Material for this task: Begin

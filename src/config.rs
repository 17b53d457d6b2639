use std::time::Duration;

use crate::store::{DEFAULT_MAX_ENTRIES, DEFAULT_TTL};
use crate::{InvalidArgument, Limit, Store};

/// Plain configuration for building a [`Store`], e.g. from a service's config
/// file. With the "serde" feature enabled it can be deserialized; `ttl_seconds`
/// and `max_entries` fall back to their defaults when omitted.
///
/// ```toml
/// capacity = 20
/// leak_rate = 2.5
/// ttl_seconds = 300
/// ```
#[derive(Debug, Clone, PartialEq)]
#[cfg_attr(feature = "serde", derive(serde::Deserialize, serde::Serialize))]
#[cfg_attr(feature = "serde", serde(default))]
pub struct StoreConfig {
    pub capacity: u32,
    /// Units drained per second.
    pub leak_rate: f64,
    pub ttl_seconds: u64,
    pub max_entries: usize,
}

impl Default for StoreConfig {
    fn default() -> Self {
        Self {
            capacity: 0,
            leak_rate: 0.0,
            ttl_seconds: DEFAULT_TTL.as_secs(),
            max_entries: DEFAULT_MAX_ENTRIES,
        }
    }
}

impl StoreConfig {
    pub fn ttl(&self) -> Duration {
        Duration::from_secs(self.ttl_seconds)
    }
}

impl Store {
    /// Builds an empty store, validating every field of `config`.
    pub fn from_config(config: &StoreConfig) -> Result<Self, InvalidArgument> {
        let limit = Limit::new(config.capacity, config.leak_rate)?;
        Store::from_limit(limit, config.ttl())?.with_max_entries(config.max_entries)
    }
}

#[cfg(test)]
mod tests {
    use super::*;
    use crate::Reason;

    #[test]
    fn default_config_is_rejected() {
        // capacity and leak rate have no sensible default
        let err = Store::from_config(&StoreConfig::default()).unwrap_err();
        assert_eq!(Reason::NonPositiveCapacity, err.reason());
    }

    #[test]
    fn builds_store() {
        let config = StoreConfig {
            capacity: 3,
            leak_rate: 0.5,
            ttl_seconds: 90,
            max_entries: 16,
        };
        let store = Store::from_config(&config).unwrap();
        assert_eq!(3, store.limit().capacity());
        assert_eq!(0.5, store.limit().leak_rate());
        assert_eq!(Duration::from_secs(90), store.ttl());
        assert_eq!(16, store.max_entries());

        let err = Store::from_config(&StoreConfig {
            ttl_seconds: 0,
            ..config
        })
        .unwrap_err();
        assert_eq!(Reason::NonPositiveTtl, err.reason());
    }

    #[cfg(feature = "serde")]
    #[test]
    fn deserializes_with_defaults() {
        let config: StoreConfig = toml::from_str(
            r#"
            capacity = 20
            leak_rate = 2.5
            "#,
        )
        .unwrap();
        assert_eq!(20, config.capacity);
        assert_eq!(2.5, config.leak_rate);
        assert_eq!(600, config.ttl_seconds);
        assert_eq!(10_000, config.max_entries);
        assert!(Store::from_config(&config).is_ok());
    }
}
use dripline::Store;
use tracing_subscriber::EnvFilter;

// RUST_LOG=dripline=trace cargo run --example basic
fn main() {
    let env_filter = EnvFilter::try_from_default_env().unwrap_or_else(|_| EnvFilter::new("info"));
    tracing_subscriber::fmt()
        .with_env_filter(env_filter)
        .with_target(false)
        .init();

    let mut store = Store::new(3, 1.0).unwrap();
    // a burst of five at t=0, then one request every half second
    let timestamps = [0.0, 0.0, 0.0, 0.0, 0.0, 0.5, 1.0, 1.5, 2.0];
    for ts in timestamps {
        let (decision, next) = store.evaluate("alice", ts).unwrap();
        store = next;
        let bucket = store.lookup("alice").unwrap();
        println!("t={ts:.1} {decision:?} {bucket}");
    }
    println!("{store:?}");
}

Material for this task: End

Copy the entries above exactly, so that each line matches the original.

filename src/config.rs
repository 17b53d457d6b2639
use std::time::Duration;

use crate::store::{DEFAULT_MAX_ENTRIES, DEFAULT_TTL};
use crate::{InvalidArgument, Limit, Store};

/// Plain configuration for building a [`Store`], e.g. from a service's config
/// file. With the "serde" feature enabled it can be deserialized; `ttl_seconds`
/// and `max_entries` fall back to their defaults when omitted.
///
/// ```toml
/// capacity = 20
/// leak_rate = 2.5
/// ttl_seconds = 300
/// ```
#[derive(Debug, Clone, PartialEq)]
#[cfg_attr(feature = "serde", derive(serde::Deserialize, serde::Serialize))]
#[cfg_attr(feature = "serde", serde(default))]
pub struct StoreConfig {
    pub capacity: u32,
    /// Units drained per second.
    pub leak_rate: f64,
    pub ttl_seconds: u64,
    pub max_entries: usize,
}

impl Default for StoreConfig {
    fn default() -> Self {
        Self {
            capacity: 0,
            leak_rate: 0.0,
            ttl_seconds: DEFAULT_TTL.as_secs(),
            max_entries: DEFAULT_MAX_ENTRIES,
        }
    }
}

impl StoreConfig {
    pub fn ttl(&self) -> Duration {
        Duration::from_secs(self.ttl_seconds)
    }
}

impl Store {
    /// Builds an empty store, validating every field of `config`.
    pub fn from_config(config: &StoreConfig) -> Result<Self, InvalidArgument> {
        let limit = Limit::new(config.capacity, config.leak_rate)?;
        Store::from_limit(limit, config.ttl())?.with_max_entries(config.max_entries)
    }
}

#[cfg(test)]
mod tests {
    use super::*;
    use crate::Reason;

    #[test]
    fn default_config_is_rejected() {
        // capacity and leak rate have no sensible default
        let err = Store::from_config(&StoreConfig::default()).unwrap_err();
        assert_eq!(Reason::NonPositiveCapacity, err.reason());
    }

    #[test]
    fn builds_store() {
        let config = StoreConfig {
            capacity: 3,
            leak_rate: 0.5,
            ttl_seconds: 90,
            max_entries: 16,
        };
        let store = Store::from_config(&config).unwrap();
        assert_eq!(3, store.limit().capacity());
        assert_eq!(0.5, store.limit().leak_rate());
        assert_eq!(Duration::from_secs(90), store.ttl());
        assert_eq!(16, store.max_entries());

        let err = Store::from_config(&StoreConfig {
            ttl_seconds: 0,
            ..config
        })
        .unwrap_err();
        assert_eq!(Reason::NonPositiveTtl, err.reason());
    }

    #[cfg(feature = "serde")]
    #[test]
    fn deserializes_with_defaults() {
        let config: StoreConfig = toml::from_str(
            r#"
            capacity = 20
            leak_rate = 2.5
            "#,
        )
        .unwrap();
        assert_eq!(20, config.capacity);
        assert_eq!(2.5, config.leak_rate);
        assert_eq!(600, config.ttl_seconds);
        assert_eq!(10_000, config.max_entries);
        assert!(Store::from_config(&config).is_ok());
    }
}
use dripline::Store;
use tracing_subscriber::EnvFilter;

// RUST_LOG=dripline=trace cargo run --example basic
fn main() {
    let env_filter = EnvFilter::try_from_default_env().unwrap_or_else(|_| EnvFilter::new("info"));
    tracing_subscriber::fmt()
        .with_env_filter(env_filter)
        .with_target(false)
        .init();

    let mut store = Store::new(3, 1.0).unwrap();
    // a burst of five at t=0, then one request every half second
    let timestamps = [0.0, 0.0, 0.0, 0.0, 0.0, 0.5, 1.0, 1.5, 2.0];
    for ts in timestamps {
        let (decision, next) = store.evaluate("alice", ts).unwrap();
        store = next;
        let bucket = store.lookup("alice").unwrap();
        println!("t={ts:.1} {decision:?} {bucket}");
    }
    println!("{store:?}");
}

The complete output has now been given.